I wanted to pass on some hope on the diplexer concern. I just had the 5LNB dish, Zinwell 6x8 switch, and new HRDVR installed today on my existing cabling. I am using diplexers for OTA signal since I only had 2 cables in the wall. The installer said he was not sure if it would work but would try it. Everything worked just fine with no modifications. He installed the dish, the switch and the DVR, plugged in my existing cables using the diplexers and I am seeing all signals including the OTA. Nothing special needed to be done. The diplexers I am using are brand new Phillips brand and note they are specific for HD signals. Got them off the shelf at Circuit City. Now this may not last forever if the 5th satellite ends up stepping on the OTA signal, but until then all is well.


----------



## MagicMtnDan (May 5, 2004)

I have the 3 LNB elliptical dish with the cables running to a Spaun Multiswitch (4 in 8 out if I recall correctly) which distributes standard and HD signals to the rooms in my house.

Questions: 

I assume the new, DirecTV provided multiswitch will be needed and will go before my Spaun Multiswitch - is that correct? 

Will their multiswitch cause any problems for my multiswitch which does a great job of distributing the HD signal throughout my house?


----------



## stevel (Aug 23, 2000)

You will need to replace your existing multiswitch with the DirecTV-provided one.
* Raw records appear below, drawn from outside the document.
//! Filesystem trees
//!
//! Snapshots of a directory, the differ that turns two snapshots into a
//! patch, and the primitive that places files into the output tree.

pub mod diff;
pub mod entry;
pub mod link;
pub mod path;
pub mod walker;

pub use diff::{calculate_patch, DiffState, PatchOperation};
pub use entry::{Entry, EntryKind, EntryOrigin, Snapshot};
pub use link::LinkMode;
Your old one will not work with the 5-sat dish.


----------



## mtcorey (Nov 13, 2001)

My setup is like MagicMtnDan, except I have the 5x8 Spaun. I have all 8 inputs used in my house and I really need 5-6 more. From what I read the one DTV provides only has 8 outs for the new 5 LNB dish. Is there a switch available for the number of outs I need? Or is there a way I can get the additional outs using thier multiswitch?


----------



## stevel (Aug 23, 2000)

There is the WB616 with 16 outs. You may have to persuade DirecTV to give you that (if you have that many receivers, they should), or you can buy it. The W6B16 does require an external power supply.


----------



## MagicMtnDan (May 5, 2004)

Yeah, my mistake. I'm sure my Spaun multiswitch is a 5x8 too.

There is a 16-way Spaun multiswitch available and more here:
http://www.twacomm.com/catalog/dept...witch&utm_content=Spaun&utm_campaign=StrMedia


----------



## direfan (Jun 28, 2002)

A few questions:
1. I currently have the oval dish, I guess the 2 or 3 lnb dish. However, I am upgrading to HD and DTV will be replacing the dish. Will that increase the number of cables coming from the dish?
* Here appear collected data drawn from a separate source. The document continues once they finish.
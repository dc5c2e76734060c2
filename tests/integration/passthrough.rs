//! Integration tests for passthrough directories

use crate::integration::test_utils::set_mtime;
use crate::integration::Fixture;
use graft::tree::LinkMode;
use std::fs;

const PASSTHROUGH: &[(&str, &str)] = &[("lazy", "assets")];

#[test]
fn test_passthrough_copy() {
    let fixture = Fixture::new();
    fixture.write_upstream("assets/app.js", "app");
    fixture.write_appended("lazy/chunk.js", "chunk v1");
    let mut rebuilder = fixture.rebuilder(&[], PASSTHROUGH, LinkMode::Copy);

    rebuilder.rebuild().unwrap();
    assert_eq!(
        fs::read(fixture.output("assets/chunk.js")).unwrap(),
        fs::read(fixture.appended("lazy/chunk.js")).unwrap()
    );
    assert_eq!(fixture.read_output("assets/app.js"), "app");
    assert!(!fixture.output("lazy").exists());
}

#[test]
fn test_passthrough_rematerialized_on_change() {
    let fixture = Fixture::new();
    fixture.write_upstream("index.html", "<html></html>");
    fixture.write_appended("lazy/chunk.js", "chunk v1");
    set_mtime(&fixture.appended("lazy/chunk.js"), 1);
    let mut rebuilder = fixture.rebuilder(&[], PASSTHROUGH, LinkMode::Copy);
    rebuilder.rebuild().unwrap();

    fixture.write_appended("lazy/chunk.js", "chunk version 2");
    set_mtime(&fixture.appended("lazy/chunk.js"), 2);
    let report = rebuilder.rebuild().unwrap();

    assert_eq!(report.changed, 1);
    assert_eq!(fixture.read_output("assets/chunk.js"), "chunk version 2");
}

#[test]
fn test_passthrough_creates_target_directory() {
    let fixture = Fixture::new();
    fixture.write_appended("lazy/nested/chunk.js", "chunk");
    let mut rebuilder = fixture.rebuilder(&[], PASSTHROUGH, LinkMode::Auto);

    rebuilder.rebuild().unwrap();
    assert_eq!(fixture.read_output("assets/nested/chunk.js"), "chunk");
}

#[test]
fn test_passthrough_removal_propagates() {
    let fixture = Fixture::new();
    fixture.write_appended("lazy/chunk.js", "chunk");
    let mut rebuilder = fixture.rebuilder(&[], PASSTHROUGH, LinkMode::Auto);
    rebuilder.rebuild().unwrap();

    fs::remove_dir_all(fixture.appended("lazy")).unwrap();
    let report = rebuilder.rebuild().unwrap();

    assert_eq!(report.unlinked, 1);
    assert_eq!(report.removed_dirs, 1);
    assert!(!fixture.output("assets").exists());
}

#[test]
fn test_passthrough_shadows_upstream_on_collision() {
    let fixture = Fixture::new();
    fixture.write_upstream("assets/chunk.js", "from upstream");
    fixture.write_appended("lazy/chunk.js", "from appended");
    let mut rebuilder = fixture.rebuilder(&[], PASSTHROUGH, LinkMode::Auto);

    rebuilder.rebuild().unwrap();
    assert_eq!(fixture.read_output("assets/chunk.js"), "from appended");
}

#[test]
fn test_unrouted_appended_directories_are_ignored() {
    let fixture = Fixture::new();
    fixture.write_upstream("index.html", "<html></html>");
    let mut rebuilder = fixture.rebuilder(&[("A", "out.js")], PASSTHROUGH, LinkMode::Auto);
    rebuilder.rebuild().unwrap();

    fixture.write_appended("other/x.js", "x");
    let report = rebuilder.rebuild().unwrap();

    assert!(report.is_noop());
    assert!(!fixture.output("other").exists());
}

#[test]
fn test_nested_passthrough_survives_upstream_directory_removal() {
    let fixture = Fixture::new();
    fixture.write_upstream("assets/a.js", "a");
    fixture.write_appended("lazy/chunk.js", "chunk");
    let mut rebuilder = fixture.rebuilder(&[], &[("lazy", "assets/lazy")], LinkMode::Auto);
    rebuilder.rebuild().unwrap();
    assert_eq!(fixture.read_output("assets/lazy/chunk.js"), "chunk");

    fs::remove_dir_all(fixture.upstream("assets")).unwrap();
    let report = rebuilder.rebuild().unwrap();

    assert_eq!(report.unlinked, 1);
    assert_eq!(report.removed_dirs, 0);
    assert!(!fixture.output("assets/a.js").exists());
    assert_eq!(fixture.read_output("assets/lazy/chunk.js"), "chunk");
    assert!(rebuilder.rebuild().unwrap().is_noop());
}

#[test]
fn test_nested_passthrough_removal_leaves_no_orphan_directories() {
    let fixture = Fixture::new();
    fixture.write_upstream("index.html", "<html></html>");
    fixture.write_appended("lazy/chunk.js", "chunk");
    let mut rebuilder = fixture.rebuilder(&[], &[("lazy", "assets/js/lazy")], LinkMode::Auto);
    rebuilder.rebuild().unwrap();
    assert_eq!(fixture.read_output("assets/js/lazy/chunk.js"), "chunk");

    fs::remove_dir_all(fixture.appended("lazy")).unwrap();
    let report = rebuilder.rebuild().unwrap();

    assert_eq!(report.unlinked, 1);
    assert_eq!(report.removed_dirs, 3);
    assert!(!fixture.output("assets").exists());
    assert_eq!(fixture.read_output("index.html"), "<html></html>");
}

#[test]
fn test_decomposed_file_names_are_materialized() {
    let fixture = Fixture::new();
    let upstream_name = "cafe\u{0301}.js";
    let chunk_name = "lazy/nai\u{0308}ve.js";
    fixture.write_upstream(upstream_name, "upstream");
    fixture.write_appended(chunk_name, "chunk");
    let mut rebuilder = fixture.rebuilder(&[], PASSTHROUGH, LinkMode::Copy);

    rebuilder.rebuild().unwrap();
    assert_eq!(fixture.read_output(upstream_name), "upstream");
    assert_eq!(fixture.read_output("assets/nai\u{0308}ve.js"), "chunk");
    assert!(rebuilder.rebuild().unwrap().is_noop());
}
//! Passthrough resolution: relocating appended-tree directories verbatim

use crate::tree::entry::{Entry, EntryOrigin, Snapshot};
use crate::tree::path::{first_segment, normalize_path_string, replace_first_segment};
use std::collections::BTreeMap;

/// Rewrites appended-tree entries under passthrough directories into the
/// upstream comparison space
#[derive(Debug, Clone, Default)]
pub struct PassthroughResolver {
    /// Top-level appended directory -> target prefix in the output tree
    routes: BTreeMap<String, String>,
}

impl PassthroughResolver {
    pub fn new(passthrough: &BTreeMap<String, String>) -> Self {
        let routes = passthrough
            .iter()
            .map(|(source, target)| (normalize_path_string(source), normalize_path_string(target)))
            .collect();
        Self { routes }
    }

    /// Derive relocated entries for every appended entry under a passthrough
    /// directory. Entries outside those directories are dropped.
    ///
    /// A multi-segment target also gets a directory entry for each of its
    /// ancestors, so the derived entries always form a well-formed tree.
    pub fn resolve(&self, appended: &Snapshot) -> Vec<Entry> {
        let mut derived = Vec::new();
        for entry in appended.entries() {
            let Some(target) = self.routes.get(&normalize_path_string(first_segment(&entry.relative_path))) else {
                continue;
            };
            let origin = EntryOrigin::PassthroughDerived {
                original_path: entry.relative_path.clone(),
            };

            if !entry.relative_path.contains('/') && entry.is_directory() {
                for ancestor in ancestors(target) {
                    let mut parent = Entry::directory(ancestor, entry.mode, entry.mtime);
                    parent.origin = origin.clone();
                    derived.push(parent);
                }
            }

            let mut relocated = entry.clone();
            relocated.relative_path = replace_first_segment(&entry.relative_path, target);
            relocated.origin = origin;
            derived.push(relocated);
        }
        derived
    }
}

/// Proper ancestors of a relative path, shallowest first
fn ancestors(path: &str) -> Vec<String> {
    path.match_indices('/')
        .map(|(idx, _)| path[..idx].to_string())
        .collect()
}
//! Merge engine: materializes one merge target
//!
//! A merge target's content is the upstream file's text with every matching
//! file of its appended directory spliced in. Targets with nothing to append
//! are linked verbatim, and targets whose upstream file is gone are removed.

use crate::error::GraftError;
use crate::merge::mapper::Mappings;
use crate::merge::splice::insert_before_source_map;
use crate::tree::link::{copy_or_link, remove_file_if_exists, LinkMode};
use crate::tree::path::extension;
use std::fs;
use std::path::{Path, PathBuf};
use tracing::debug;

/// Root directories of one rebuild
#[derive(Debug, Clone)]
pub struct TreeRoots {
    pub upstream: PathBuf,
    pub appended: PathBuf,
    pub output: PathBuf,
}

/// What the engine did with a merge target
#[derive(Debug, Clone, Copy, PartialEq, Eq)]
pub enum MergeOutcome {
    /// Upstream file is gone; the output was removed
    Removed,
    /// Nothing to append; the upstream file was placed verbatim
    Linked,
    /// Appended content was spliced in and written
    Merged,
}

/// Statement separator between concatenated pieces for a target path
pub fn separator_for(target: &str) -> &'static str {
    if extension(target) == ".js" {
        ";\n"
    } else {
        "\n"
    }
}

pub struct MergeEngine<'a> {
    roots: &'a TreeRoots,
    mappings: &'a Mappings,
    link_mode: LinkMode,
}

impl<'a> MergeEngine<'a> {
    pub fn new(roots: &'a TreeRoots, mappings: &'a Mappings, link_mode: LinkMode) -> Self {
        Self {
            roots,
            mappings,
            link_mode,
        }
    }

    /// Recompute the output at `relative_path`
    pub fn merge(&self, relative_path: &str) -> Result<MergeOutcome, GraftError> {
        let upstream_path = self.roots.upstream.join(relative_path);
        let output_path = self.roots.output.join(relative_path);

        if !upstream_path.is_file() {
            remove_file_if_exists(&output_path)?;
            debug!(path = relative_path, "Merge target vacated");
            return Ok(MergeOutcome::Removed);
        }

        let source_dir = match self.mappings.source_for(relative_path) {
            Some(dir) => self.roots.appended.join(dir),
            None => {
                return Err(GraftError::InvalidPath(format!(
                    "{} is not a mapped merge target",
                    relative_path
                )))
            }
        };

        if !source_dir.is_dir() {
            self.link_verbatim(&upstream_path, &output_path)?;
            return Ok(MergeOutcome::Linked);
        }

        let separator = separator_for(relative_path);
        let appended = concat_sources(&source_dir, extension(relative_path), separator)?;

        if appended.is_empty() {
            self.link_verbatim(&upstream_path, &output_path)?;
            return Ok(MergeOutcome::Linked);
        }

        let upstream = read_text(&upstream_path)?;
        let merged = insert_before_source_map(&upstream, separator, &appended);

        // The old output may be a hard link to the upstream file
        remove_file_if_exists(&output_path)?;
        fs::write(&output_path, merged).map_err(|e| GraftError::io(&output_path, e))?;

        debug!(
            path = relative_path,
            appended_bytes = appended.len(),
            "Merged appended content"
        );
        Ok(MergeOutcome::Merged)
    }

    fn link_verbatim(&self, upstream_path: &Path, output_path: &Path) -> Result<(), GraftError> {
        remove_file_if_exists(output_path)?;
        copy_or_link(upstream_path, output_path, self.link_mode)
    }
}

/// Concatenate every file directly in `dir` whose name ends in `ext`, in
/// file name order. An empty `ext` selects nothing.
fn concat_sources(dir: &Path, ext: &str, separator: &str) -> Result<String, GraftError> {
    if ext.is_empty() {
        return Ok(String::new());
    }

    let mut names = Vec::new();
    for entry in fs::read_dir(dir).map_err(|e| GraftError::io(dir, e))? {
        let entry = entry.map_err(|e| GraftError::io(dir, e))?;
        let path = entry.path();
        let name = entry.file_name().to_string_lossy().into_owned();
        if name.ends_with(ext) && path.is_file() {
            names.push((name, path));
        }
    }
    names.sort();

    let pieces = names
        .iter()
        .map(|(_, path)| read_text(path))
        .collect::<Result<Vec<_>, _>>()?;
    Ok(pieces.join(separator))
}

fn read_text(path: &Path) -> Result<String, GraftError> {
    let bytes = fs::read(path).map_err(|e| GraftError::io(path, e))?;
    String::from_utf8(bytes).map_err(|_| GraftError::InvalidUtf8 {
        path: path.to_path_buf(),
    })
}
2. When this change happens, will it affect my standard DVR's? Only one of my TV's will be HD.

3. For the new HD DVR, how many cables go into the DVR? Is it still 2?
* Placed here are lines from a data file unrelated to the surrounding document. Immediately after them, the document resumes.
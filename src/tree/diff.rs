//! Snapshot differ
//!
//! Turns two sorted, duplicate-free snapshots of the same tree into an ordered
//! patch. Removals come first, deepest paths first, so a directory is only
//! removed once it is empty. Additions and changes follow in forward order, so
//! a directory is created before its children.

use crate::tree::entry::{Entry, Snapshot};
use crate::tree::path::compare_paths;
use std::cmp::Ordering;

/// One filesystem operation of a patch
#[derive(Debug, Clone, PartialEq, Eq)]
pub enum PatchOperation {
    Unlink { path: String },
    Rmdir { path: String },
    Mkdir { path: String },
    Create { entry: Entry },
    Change { entry: Entry },
}

impl PatchOperation {
    /// Relative path the operation applies to
    pub fn relative_path(&self) -> &str {
        match self {
            PatchOperation::Unlink { path }
            | PatchOperation::Rmdir { path }
            | PatchOperation::Mkdir { path } => path,
            PatchOperation::Create { entry } | PatchOperation::Change { entry } => {
                &entry.relative_path
            }
        }
    }

    /// Short name of the operation, used in logs
    pub fn kind(&self) -> &'static str {
        match self {
            PatchOperation::Unlink { .. } => "unlink",
            PatchOperation::Rmdir { .. } => "rmdir",
            PatchOperation::Mkdir { .. } => "mkdir",
            PatchOperation::Create { .. } => "create",
            PatchOperation::Change { .. } => "change",
        }
    }

    fn removal(entry: &Entry) -> Self {
        let path = entry.relative_path.clone();
        if entry.is_directory() {
            PatchOperation::Rmdir { path }
        } else {
            PatchOperation::Unlink { path }
        }
    }

    fn addition(entry: &Entry) -> Self {
        if entry.is_directory() {
            PatchOperation::Mkdir {
                path: entry.relative_path.clone(),
            }
        } else {
            PatchOperation::Create {
                entry: entry.clone(),
            }
        }
    }
}

/// Compute the patch transforming `previous` into `next`
pub fn calculate_patch(previous: &Snapshot, next: &Snapshot) -> Vec<PatchOperation> {
    let mut removals = Vec::new();
    let mut additions = Vec::new();

    let mut old = previous.entries().iter().peekable();
    let mut new = next.entries().iter().peekable();

    loop {
        let ordering = match (old.peek(), new.peek()) {
            (None, None) => break,
            (Some(_), None) => Ordering::Less,
            (None, Some(_)) => Ordering::Greater,
            (Some(a), Some(b)) => compare_paths(&a.relative_path, &b.relative_path),
        };

        match ordering {
            Ordering::Less => {
                if let Some(gone) = old.next() {
                    removals.push(PatchOperation::removal(gone));
                }
            }
            Ordering::Greater => {
                if let Some(added) = new.next() {
                    additions.push(PatchOperation::addition(added));
                }
            }
            Ordering::Equal => {
                let (Some(before), Some(after)) = (old.next(), new.next()) else {
                    break;
                };
                if before.kind != after.kind {
                    removals.push(PatchOperation::removal(before));
                    additions.push(PatchOperation::addition(after));
                } else if !before.is_equal(after) {
                    additions.push(PatchOperation::Change {
                        entry: after.clone(),
                    });
                }
            }
        }
    }

    removals.reverse();
    removals.extend(additions);
    removals
}

/// Cross-rebuild state: the last snapshot seen for each input tree
#[derive(Debug, Default)]
pub struct DiffState {
    upstream: Snapshot,
    appended: Snapshot,
}

impl DiffState {
    /// Both snapshots start empty, so the first rebuild creates everything
    pub fn new() -> Self {
        Self::default()
    }

    /// Diff the upstream comparison space and store `next` as the new baseline
    pub fn diff_upstream(&mut self, next: Snapshot) -> Vec<PatchOperation> {
        diff_and_replace(&mut self.upstream, next)
    }

    /// Diff the appended tree and store `next` as the new baseline
    pub fn diff_appended(&mut self, next: Snapshot) -> Vec<PatchOperation> {
        diff_and_replace(&mut self.appended, next)
    }

    pub fn upstream(&self) -> &Snapshot {
        &self.upstream
    }

    pub fn appended(&self) -> &Snapshot {
        &self.appended
    }
}

fn diff_and_replace(previous: &mut Snapshot, next: Snapshot) -> Vec<PatchOperation> {
    let patch = calculate_patch(previous, &next);
    *previous = next;
    patch
}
Thanks, I appreciate any answers.

D


----------



## stevel (Aug 23, 2000)

1. Both the three and five LNB dishes have a four-output multiswitch. Simply changing the dish does not require more cables.

2. No.

3. It's currently two, but sometime in the near (?) future. DirecTV will start offering a device called a Single Wire Multiswitch (SWM). This takes as input the four feeds from the dish and has outputs that can connect to supported DirecTV receivers (HR20, HR21, H20, H21) with just one cable and it will serve both tuners if the box is so equipped. You can even install a splitter on this one cable and feed multiple boxes. For boxes that are not SWM-capable, there are "legacy" outputs on the SWM module which would feed those separately.


----------